Argentina inicia una nueva campaña agrícola con perspectivas favorables para la producción. La siembra de cultivos de invierno, especialmente trigo y cebada, marca el comienzo de la campaña 2026/27 en un contexto donde se espera un año Niño, fenómeno que suele asociarse a lluvias por encima de la media en buena parte de las regiones productivas. Más allá de las condiciones climáticas, el desafío sigue siendo aprovechar al máximo ese potencial a través de una producción cada vez más eficiente, sustentable y apoyada en la tecnología.
En los últimos años, el sector comenzó a poner mayor foco no solo en la cantidad, sino también en la calidad, la sustentabilidad y la trazabilidad. Estos conceptos dejaron de percibirse como objetivos lejanos gracias a la incorporación de tecnologías (algunas ya maduras, otras emergentes) que permiten responder a demandas crecientes por parte de consumidores finales, industrias procesadoras, cadenas de alimentos y mercados internacionales.

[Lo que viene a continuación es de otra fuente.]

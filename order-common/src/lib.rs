pub mod dedup;
pub mod health;
pub mod lock;
pub mod metrics;
pub mod order;
pub mod records;
pub mod redis;
pub mod stream;
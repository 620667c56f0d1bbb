use axum::{routing, Router};
use metrics_exporter_prometheus::PrometheusHandle;

use order_common::health::HealthRegistry;
use order_common::metrics;

pub fn app(liveness: HealthRegistry, metrics_handle: Option<PrometheusHandle>) -> Router {
    Router::new()
        .route("/", routing::get(index))
        .route(
            "/metrics",
            routing::get(move || match metrics_handle {
                Some(ref recorder_handle) => std::future::ready(recorder_handle.render()),
                None => std::future::ready("no metrics recorder installed".to_owned()),
            }),
        )
        .route(
            "/_liveness",
            routing::get(move || std::future::ready(liveness.get_status())),
        )
        .layer(axum::middleware::from_fn(metrics::track_metrics))
}

pub async fn index() -> &'static str {
    "order-worker"
}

La transformación digital y la conectividad del agro
La transformación digital de una empresa, de un sector productivo o incluso de un país es un proceso gradual, compuesto por distintas etapas, que no tiene un punto final definido. Sin embargo, cada paso correctamente implementado contribuye a organizaciones más eficientes, competitivas y productivas. En ese recorrido, las personas ocupan un rol central: una transformación digital sostenible es aquella que pone a los equipos en el centro y los acompaña con software, hardware, plataformas, capacitación y acceso a información confiable para mejorar la forma de trabajar. La tecnología no es una solución mágica ni un fin en sí mismo; requiere involucramiento real de quienes lideran y operan las empresas.